In recent years, shunt active power filters have being applied by many industries and researchers to remove the current harmonics caused by nonlinear loads [1–3]. An APF as can be seen in Figure 1 is a parallel power inverter with loads that can remove large amounts of current harmonics through the injection of reference current to the power system that contains harmonic components of the source current. Complete compensation occurs when the APF produces the same current as harmonic current with the same amplitude and opposite in sign.

Figure 1 

Power System Diagram with APF.

Hysteresis current control is one of the most appropriate PWM switching methods to produce reference current in APFs [4]. Hysteresis current control has desirable characteristics such as high stability, fast and accurate dynamic behavior. On the other hand, conventional hysteresis method includes some undesirable results, such as variable switching frequency that causes audio noises, high switching losses and injection of high-frequency current components to the source current that makes it difficult to design suitable filters to remove these high-frequency harmonics.

Many switching methods are used to produce switching pulse which leads to generate reference current. Hysteresis current control (HCC) has been noticed more than other current control techniques, due to simplicity and quicker dynamic response [5–8].

The main problem of HCC is its variable switching frequency which leads to variable high-frequency components in source current waveform, audio noises and increase switching losses. One of performed methods that can solve this problem is the AHCC method that builds variable band for current tracking, hence the switching speed becomes smooth and the frequency switching will be fixed considerably.

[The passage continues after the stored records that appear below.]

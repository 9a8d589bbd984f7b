// 💱 Conversion Calculator - fixed-ratio unit conversions
//
// result = amount * rate("<from>_<to>") * coherence
// Missing pairs fall back to an identity rate of 1.

use serde::{Deserialize, Serialize};
use std::collections::HashMap;
use std::fmt;
use std::str::FromStr;

/// Rate used when a pair is missing from the table
pub const DEFAULT_RATE: f64 = 1.0;

/// Scale factor inside the Scarcity Reflection Index
pub const SRI_SCALE: f64 = 0.85;

/// Trust units issued per SRI point (before coherence)
pub const TRUST_UNITS_PER_SRI: f64 = 7.0;

// ============================================================================
// RATE TABLE
// ============================================================================

/// Conversion rates keyed by `"<FROM>_<TO>"`
#[derive(Debug, Clone, Default, PartialEq, Serialize, Deserialize)]
#[serde(transparent)]
pub struct RateTable {
    rates: HashMap<String, f64>,
}

impl RateTable {
    pub fn new() -> Self {
        Self::default()
    }

    pub fn from_pairs<I, K>(pairs: I) -> Self
    where
        I: IntoIterator<Item = (K, f64)>,
        K: Into<String>,
    {
        RateTable {
            rates: pairs.into_iter().map(|(k, v)| (k.into(), v)).collect(),
        }
    }

    pub fn insert(&mut self, from: &str, to: &str, rate: f64) {
        self.rates.insert(rate_key(from, to), rate);
    }

    /// Rate for the pair, or `DEFAULT_RATE` when absent
    pub fn rate(&self, from: &str, to: &str) -> f64 {
        self.lookup(from, to).unwrap_or(DEFAULT_RATE)
    }

    /// Exact lookup without the identity fallback
    pub fn lookup(&self, from: &str, to: &str) -> Option<f64> {
        self.rates.get(&rate_key(from, to)).copied()
    }

    pub fn len(&self) -> usize {
        self.rates.len()
    }

    pub fn is_empty(&self) -> bool {
        self.rates.is_empty()
    }

    /// Entries sorted by key, for stable display
    pub fn entries(&self) -> Vec<(&str, f64)> {
        let mut entries: Vec<_> = self.rates.iter().map(|(k, v)| (k.as_str(), *v)).collect();
        entries.sort_by(|a, b| a.0.cmp(b.0));
        entries
    }
}

/// Composite lookup key
pub fn rate_key(from: &str, to: &str) -> String {
    format!("{from}_{to}")
}

/// `amount * rate * coherence`. Never fails; a NaN amount counts as zero.
pub fn convert(amount: f64, from: &str, to: &str, table: &RateTable, coherence: f64) -> f64 {
    let amount = if amount.is_nan() { 0.0 } else { amount };
    amount * table.rate(from, to) * coherence
}

// ============================================================================
// GATES
// ============================================================================

/// Cosmetic label selecting one of the fixed rate tables
#[derive(Debug, Clone, Copy, PartialEq, Eq, Hash, Serialize, Deserialize)]
pub enum Gate {
    Gate735,
    Gate144,
}

impl Gate {
    pub const ALL: [Gate; 2] = [Gate::Gate735, Gate::Gate144];

    pub fn label(&self) -> &'static str {
        match self {
            Gate::Gate735 => "Gate735",
            Gate::Gate144 => "Gate144",
        }
    }

    pub fn rate_table(&self) -> RateTable {
        match self {
            Gate::Gate735 => RateTable::from_pairs([
                ("BTC_TU", 113.0),
                ("ETH_TU", 7.35),
                ("USD_TU", 0.735),
                ("TU_USD", 1.0 / 0.735),
                ("GOLD_TU", 2.4),
            ]),
            Gate::Gate144 => RateTable::from_pairs([
                ("BTC_TU", 144.0),
                ("ETH_TU", 14.4),
                ("USD_TU", 1.44),
                ("TU_USD", 1.0 / 1.44),
            ]),
        }
    }

    /// Following gate, wrapping around
    pub fn next(&self) -> Gate {
        match self {
            Gate::Gate735 => Gate::Gate144,
            Gate::Gate144 => Gate::Gate735,
        }
    }
}

impl Default for Gate {
    fn default() -> Self {
        Gate::Gate735
    }
}

impl fmt::Display for Gate {
    fn fmt(&self, f: &mut fmt::Formatter<'_>) -> fmt::Result {
        f.write_str(self.label())
    }
}

impl FromStr for Gate {
    type Err = String;

    fn from_str(s: &str) -> Result<Self, Self::Err> {
        Gate::ALL
            .iter()
            .find(|g| g.label().eq_ignore_ascii_case(s) || g.label()[4..] == *s)
            .copied()
            .ok_or_else(|| format!("unknown gate: {s}"))
    }
}

// ============================================================================
// AMOUNT PARSING
// ============================================================================

/// Parse user input such as `"1,250.50"` or `" 42 "`.
/// Returns `None` for anything that is not a finite number.
pub fn parse_amount(input: &str) -> Option<f64> {
    let cleaned: String = input
        .trim()
        .trim_start_matches('$')
        .chars()
        .filter(|c| *c != ',' && *c != '_')
        .collect();

    cleaned.parse::<f64>().ok().filter(|v| v.is_finite())
}

pub fn parse_amount_or_zero(input: &str) -> f64 {
    parse_amount(input).unwrap_or(0.0)
}

// ============================================================================
// SCARCITY REFLECTION INDEX / TRUST UNITS
// ============================================================================

/// `floor(log10(amount) * 0.85)`; zero for non-positive or NaN amounts
pub fn scarcity_reflection_index(amount: f64) -> f64 {
    if amount.is_nan() || amount <= 0.0 {
        return 0.0;
    }
    (amount.log10() * SRI_SCALE).floor()
}

/// `sri(amount) * 7 * coherence`
pub fn trust_units(amount: f64, coherence: f64) -> f64 {
    scarcity_reflection_index(amount) * TRUST_UNITS_PER_SRI * coherence
}

/// Result of a mock debt nullification
#[derive(Debug, Clone, PartialEq, Serialize, Deserialize)]
pub struct DebtNullification {
    pub amount: f64,
    pub sri: f64,
    pub trust_units: f64,
    pub coherence: f64,
}

pub fn nullify_debt(amount: f64, coherence: f64) -> DebtNullification {
    let sri = scarcity_reflection_index(amount);
    DebtNullification {
        amount,
        sri,
        trust_units: sri * TRUST_UNITS_PER_SRI * coherence,
        coherence,
    }
}

#[cfg(test)]
mod tests {
    use super::*;

    fn approx(a: f64, b: f64) -> bool {
        (a - b).abs() < 1e-9
    }

    #[test]
    fn test_known_pair() {
        let table = RateTable::from_pairs([("BTC_TU", 113.0)]);
        assert_eq!(convert(1.0, "BTC", "TU", &table, 1.0), 113.0);
    }

    #[test]
    fn test_missing_pair_uses_identity_rate() {
        let table = RateTable::new();
        assert_eq!(convert(10.0, "USD", "TU", &table, 1.0), 10.0);
        assert_eq!(table.lookup("USD", "TU"), None);
    }

    #[test]
    fn test_coherence_scales_result() {
        let table = RateTable::from_pairs([("BTC_TU", 113.0)]);
        let result = convert(2.0, "BTC", "TU", &table, 1.618);
        assert!(approx(result, 365.668), "got {result}");
    }

    #[test]
    fn test_convert_has_no_hidden_state() {
        let table = Gate::Gate735.rate_table();
        let a = convert(3.5, "ETH", "TU", &table, 1.6);
        let b = convert(3.5, "ETH", "TU", &table, 1.6);
        assert_eq!(a, b);
    }

    #[test]
    fn test_key_is_directional() {
        let mut table = RateTable::new();
        table.insert("BTC", "TU", 113.0);
        assert_eq!(table.rate("TU", "BTC"), DEFAULT_RATE);
    }

    #[test]
    fn test_nan_amount_is_zero() {
        let table = RateTable::from_pairs([("BTC_TU", 113.0)]);
        assert_eq!(convert(f64::NAN, "BTC", "TU", &table, 1.0), 0.0);
    }

    #[test]
    fn test_gate_parsing() {
        assert_eq!("Gate735".parse::<Gate>(), Ok(Gate::Gate735));
        assert_eq!("gate144".parse::<Gate>(), Ok(Gate::Gate144));
        assert_eq!("735".parse::<Gate>(), Ok(Gate::Gate735));
        assert!("gate9".parse::<Gate>().is_err());
        assert_eq!(Gate::Gate735.next().next(), Gate::Gate735);
    }

    #[test]
    fn test_parse_amount() {
        assert_eq!(parse_amount("42"), Some(42.0));
        assert_eq!(parse_amount(" $1,250.50 "), Some(1250.5));
        assert_eq!(parse_amount("abc"), None);
        assert_eq!(parse_amount(""), None);
        assert_eq!(parse_amount("inf"), None);
        assert_eq!(parse_amount_or_zero("not a number"), 0.0);
    }

    #[test]
    fn test_sri() {
        assert_eq!(scarcity_reflection_index(1_000_000.0), 5.0); // 6 * 0.85 = 5.1
        assert_eq!(scarcity_reflection_index(10.0), 0.0);
        assert_eq!(scarcity_reflection_index(0.0), 0.0);
        assert_eq!(scarcity_reflection_index(-5.0), 0.0);
        assert_eq!(scarcity_reflection_index(f64::NAN), 0.0);
    }

    #[test]
    fn test_trust_units() {
        // sri(1e6) = 5 -> 5 * 7 * 1.618
        assert!(approx(trust_units(1_000_000.0, 1.618), 56.63));

        let n = nullify_debt(1_000_000.0, 1.0);
        assert_eq!(n.sri, 5.0);
        assert_eq!(n.trust_units, 35.0);
    }
}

Furthermore, different frequency components in current waveform will appear due to different switching frequencies that make it difficult to design appropriate filters to eliminate these components and make noises affects measuring devices. To overcome this problem, an adaptive hysteresis current control (AHCC) has been introduced. Using this method, variable hysteresis bandwidth is calculated instantaneously, which leads to reducing the switching frequency variation, thus the fixed-band HCC issues will be amended.

In this paper, in Section 2, the instantaneous power theory has been explained to extract the harmonics components of current waveform. Then in Section 3, the fixed-band HCC and AHCC have been clarified. Finally, some simulations have been done with MATLAB/Simulink, and the results consisting of switching frequency diagrams and current THD in high-frequency range have been discussed in Section 4. By comparing the results of simulations, the advantages of AHCC in fixing switching frequency and modifying the above-mentioned problems, especially reducing the high-frequency components in source current waveform and switching losses, have been proved.

2. Instantaneous Power Theory

One of the popular compensation reference current extraction methods is the instantaneous reactive power theory (- theory). Although there are some problems with this theory, it is well established and simple in implementation. The - theory could be briefly reviewed as follows [8].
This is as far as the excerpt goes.